Los Angeles 2011 | Nowa twarz Forda

Co by nie mówić o Fordzie Flex, to trzeba przyznać, że na tle konkurencji odznacza się oryginalną stylistyką nadwozia, teraz unowocześnioną drobnymi zmianami. Czy to wystarczy, by przetrwać?

Ford Flex
Ford Flex fot. Ford | Ford Flex
Ford Flex przed liftingiem

Ford Flex to duży, siedmiomiejscowy crossover oferujący w opcji napęd obu osi. W zamyśle konstruktorów i projektantów miał być oryginalną i "fajną" alternatywą dla niewiarygodnie  nudnych konkurentów (np. Toyota Venza, Dodge Journey). Zaprezentowany w 2008 roku nie spotkał się z dużym zainteresowaniem ze strony klientów. Z taśm montażowych Forda zjeżdża zaledwie połowa planowanej dla tego modelu produkcji.

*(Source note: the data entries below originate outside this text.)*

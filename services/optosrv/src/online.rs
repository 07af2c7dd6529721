//! Connectivity checker.
//!
//! Each configured entry runs its own loop: GET the URL, and when the target
//! answers at all, append one strftime-formatted line to its log file. The
//! same pacing arithmetic as the poll loop, with a one-second guard. A check
//! failure is a debug-level event, never an error; unreachable targets are
//! the whole point of keeping this log.

use std::sync::Arc;
use std::time::Duration;

use chrono::Local;
use tokio::time::{sleep, Instant};
use tokio_util::sync::CancellationToken;
use tracing::{debug, info, warn};

use opto_model::OnlineCheckEntry;

use crate::sink::LogSink;

/// Pacing remainders below this guard wait a full interval.
const PACING_GUARD: Duration = Duration::from_secs(1);

/// Runs all configured connectivity checks until cancelled.
pub struct OnlineCheck {
    entries: Vec<OnlineCheckEntry>,
    sink: Arc<dyn LogSink>,
    cancel: CancellationToken,
}

impl OnlineCheck {
    pub fn new(
        entries: Vec<OnlineCheckEntry>,
        sink: Arc<dyn LogSink>,
        cancel: CancellationToken,
    ) -> Self {
        Self {
            entries,
            sink,
            cancel,
        }
    }

    pub async fn run(self) {
        let client = reqwest::Client::new();
        let mut tasks = Vec::with_capacity(self.entries.len());
        for entry in self.entries {
            info!(url = %entry.url, interval = entry.interval_secs, "online check starting");
            tasks.push(tokio::spawn(check_entry(
                client.clone(),
                entry,
                self.sink.clone(),
                self.cancel.clone(),
            )));
        }
        for task in tasks {
            let _ = task.await;
        }
    }
}

async fn check_entry(
    client: reqwest::Client,
    entry: OnlineCheckEntry,
    sink: Arc<dyn LogSink>,
    cancel: CancellationToken,
) {
    let interval = Duration::from_secs(entry.interval_secs);
    loop {
        if cancel.is_cancelled() {
            break;
        }

        let started = Instant::now();
        if is_online(&client, &entry.url).await {
            let now = Local::now();
            let folder = now.format(&entry.folder).to_string();
            let file = now.format(&entry.file_pattern).to_string();
            let line = format!("{}\n", now.format(&entry.log_pattern));
            if let Err(e) = sink.append(&folder, &file, &line).await {
                warn!(url = %entry.url, "failed to append online check line: {e}");
            }
        }

        let wait = match interval.checked_sub(started.elapsed()) {
            Some(rest) if rest >= PACING_GUARD => rest,
            _ => interval,
        };
        tokio::select! {
            () = cancel.cancelled() => break,
            () = sleep(wait) => {}
        }
    }
    debug!(url = %entry.url, "online check stopped");
}

async fn is_online(client: &reqwest::Client, url: &str) -> bool {
    match client.get(url).send().await {
        Ok(_) => {
            debug!(url, "online");
            true
        }
        Err(e) => {
            debug!(url, "offline: {e}");
            false
        }
    }
}

#[cfg(test)]
mod tests {
    use super::*;
    use async_trait::async_trait;
    use std::collections::HashMap;
    use std::sync::Mutex;

    use crate::error::Result;

    #[derive(Default)]
    struct MemorySink {
        files: Mutex<HashMap<(String, String), String>>,
    }

    #[async_trait]
    impl LogSink for MemorySink {
        async fn exists(&self, folder: &str, file: &str) -> bool {
            self.files
                .lock()
                .unwrap()
                .contains_key(&(folder.to_string(), file.to_string()))
        }

        async fn append(&self, folder: &str, file: &str, text: &str) -> Result<()> {
            self.files
                .lock()
                .unwrap()
                .entry((folder.to_string(), file.to_string()))
                .or_default()
                .push_str(text);
            Ok(())
        }
    }

    #[tokio::test]
    async fn test_reachable_target_appends_line() {
        use tokio::io::{AsyncReadExt, AsyncWriteExt};

        let listener = tokio::net::TcpListener::bind("127.0.0.1:0").await.unwrap();
        let addr = listener.local_addr().unwrap();
        tokio::spawn(async move {
            while let Ok((mut socket, _)) = listener.accept().await {
                tokio::spawn(async move {
                    let mut buf = [0u8; 1024];
                    let _ = socket.read(&mut buf).await;
                    let _ = socket
                        .write_all(
                            b"HTTP/1.1 200 OK\r\ncontent-length: 0\r\nconnection: close\r\n\r\n",
                        )
                        .await;
                });
            }
        });

        let sink = Arc::new(MemorySink::default());
        let cancel = CancellationToken::new();
        let entry = OnlineCheckEntry {
            url: format!("http://{addr}/"),
            interval_secs: 3600,
            folder: String::new(),
            file_pattern: "online.log".to_string(),
            log_pattern: "%H:%M:%S online".to_string(),
        };

        let check = OnlineCheck::new(vec![entry], sink.clone(), cancel.clone());
        let handle = tokio::spawn(check.run());

        // The first check fires immediately; wait for its line to land.
        for _ in 0..500 {
            if !sink.files.lock().unwrap().is_empty() {
                break;
            }
            tokio::time::sleep(Duration::from_millis(10)).await;
        }
        cancel.cancel();
        let _ = handle.await;

        let files = sink.files.lock().unwrap();
        let content = files
            .get(&(String::new(), "online.log".to_string()))
            .expect("one online line");
        assert!(content.ends_with("online\n"));
    }
}
//! Local toggle page.
//!
//! One GET route serving an on/off radio form. Selecting a radio re-submits
//! the form with `?state=on` or `?state=off`; the server records the state
//! and renders the page with the matching radio checked. That is the whole
//! surface.

use std::collections::HashMap;
use std::sync::atomic::{AtomicBool, Ordering};
use std::sync::Arc;

use axum::{
    extract::{Query, State},
    response::Html,
    routing::get,
    Router,
};
use tokio_util::sync::CancellationToken;
use tracing::info;

use opto_model::WebConfig;

use crate::error::{OptoSrvError, Result};

/// Shared on/off state behind the toggle page.
#[derive(Clone, Default)]
pub struct ToggleState {
    on: Arc<AtomicBool>,
}

impl ToggleState {
    pub fn is_on(&self) -> bool {
        self.on.load(Ordering::Relaxed)
    }

    fn set(&self, on: bool) {
        self.on.store(on, Ordering::Relaxed);
    }
}

/// Serve the toggle page until the token is cancelled.
pub async fn serve(config: WebConfig, state: ToggleState, cancel: CancellationToken) -> Result<()> {
    let app = Router::new()
        .route("/", get(toggle_page))
        .route("/toggle.html", get(toggle_page))
        .with_state(state);

    let listener = tokio::net::TcpListener::bind((config.host.as_str(), config.port))
        .await
        .map_err(|e| {
            OptoSrvError::connection(format!(
                "failed to bind toggle page to {}:{}: {e}",
                config.host, config.port
            ))
        })?;
    let addr = listener
        .local_addr()
        .map_err(|e| OptoSrvError::io(e.to_string()))?;
    info!("toggle page listening on http://{addr}");

    axum::serve(listener, app)
        .with_graceful_shutdown(async move { cancel.cancelled().await })
        .await
        .map_err(|e| OptoSrvError::io(format!("toggle page server failed: {e}")))
}

async fn toggle_page(
    State(state): State<ToggleState>,
    Query(params): Query<HashMap<String, String>>,
) -> Html<String> {
    match params.get("state").map(String::as_str) {
        Some("on") => {
            state.set(true);
            info!("toggle switched on");
        }
        Some("off") => {
            state.set(false);
            info!("toggle switched off");
        }
        _ => {}
    }
    Html(render(state.is_on()))
}

fn render(on: bool) -> String {
    let (on_checked, off_checked) = if on { (" checked", "") } else { ("", " checked") };
    format!(
        concat!(
            "<html><head><title>Heizung</title></head><body>",
            "<form action=\"toggle.html\" method=\"GET\">",
            "<input type=\"radio\" name=\"state\" value=\"on\"{} onclick=\"this.form.submit()\"> On<br>",
            "<input type=\"radio\" name=\"state\" value=\"off\"{} onclick=\"this.form.submit()\"> Off",
            "</form></body></html>"
        ),
        on_checked, off_checked
    )
}
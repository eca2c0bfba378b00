// Licensed under the Apache License, Version 2.0 or the MIT License.
// SPDX-License-Identifier: Apache-2.0 OR MIT
// Copyright Tock Contributors 2022.

//! Doorbell transport.
//!
//! One command is in flight at a time. A command is handed over as follows:
//!
//! 1. wait until CMDR reads zero, so the previous command has been taken,
//! 2. clear RFACKIFG, so a stale acknowledgement is not mistaken for ours,
//! 3. write CMDR,
//! 4. wait for RFACKIFG, which means the RF core has parsed the command,
//! 5. clear RFACKIFG again,
//! 6. read CMDSTA.
//!
//! Acknowledgement is not completion: a radio operation submitted by
//! pointer keeps running after step 6 and reports through its status word.

use log::{trace, warn};

use crate::config::Config;
use crate::errorcode::{RfcError, WaitPoint};
use crate::hil::DoorbellRegisters;
use crate::poll::poll_until;
use crate::radio::commands::{CommandStatus, CommandWord};
use crate::radio::power::CoreState;

pub struct DoorbellTransport<'a, D: DoorbellRegisters> {
    regs: &'a D,
    state: &'a CoreState,
    config: Config,
}

impl<'a, D: DoorbellRegisters> DoorbellTransport<'a, D> {
    pub fn new(regs: &'a D, state: &'a CoreState, config: Config) -> DoorbellTransport<'a, D> {
        DoorbellTransport {
            regs,
            state,
            config,
        }
    }

    /// Sends `word` to the RF core and returns the raw CMDSTA value.
    ///
    /// Fails with [`RfcError::NotReady`] without touching any register
    /// unless the RF core is active, and with [`RfcError::CommandRejected`]
    /// when CMDSTA reports anything other than `Done`.
    pub fn send(&self, word: CommandWord) -> Result<u32, RfcError> {
        if !self.state.is_active() {
            return Err(RfcError::NotReady);
        }
        self.send_unchecked(word)
    }

    /// [`send`](Self::send) without the state check, for the liveness
    /// ping issued while the RF core is still coming up.
    pub(super) fn send_unchecked(&self, word: CommandWord) -> Result<u32, RfcError> {
        let raw = word.encode();

        poll_until(&self.config, WaitPoint::CommandSlot, || {
            self.regs.command() == 0
        })?;
        self.regs.clear_acknowledge();
        trace!("rfc: CMDR <- {:#010x}", raw);
        self.regs.set_command(raw);

        poll_until(&self.config, WaitPoint::CommandAck, || {
            self.regs.is_acknowledged()
        })?;
        self.regs.clear_acknowledge();

        let status = self.regs.command_status();
        match CommandStatus::from_cmdsta(status) {
            Some(CommandStatus::Done) => Ok(status),
            result => {
                warn!(
                    "rfc: command {:#010x} rejected, CMDSTA {:#010x} ({:?})",
                    raw, status, result
                );
                Err(RfcError::CommandRejected(status))
            }
        }
    }

    pub fn config(&self) -> &Config {
        &self.config
    }
}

Przy okazji salonu w Los Angeles Ford postanowił nieco uatrakcyjnić swoje dzieło i zafundował mu niewielki lifting. Najbardziej w oczy rzucają się nowe przednie lampy oraz przedni pas, gdzie zamiast grilla wyglądem przypominającego maszynkę Gillette (zdj. obok) zastosowano nowy z pojedynczą listwą. Tylne lampy nie zmieniły się, jedynie pas pomiędzy nimi dostosowano do nowego wyglądu przodu.

Nieco więcej wigoru ma zapewnić ulepszony podstawowy silnik V6 3.5 Ti-VCT o mocy większej o 20 KM od poprzednika. Teraz pod pedałem gazu do dyspozycji kierowcy będzie 285 KM. Mocniejsza jednostka V6 3.5 EcoBoost (355 KM) pozostała bez zmian.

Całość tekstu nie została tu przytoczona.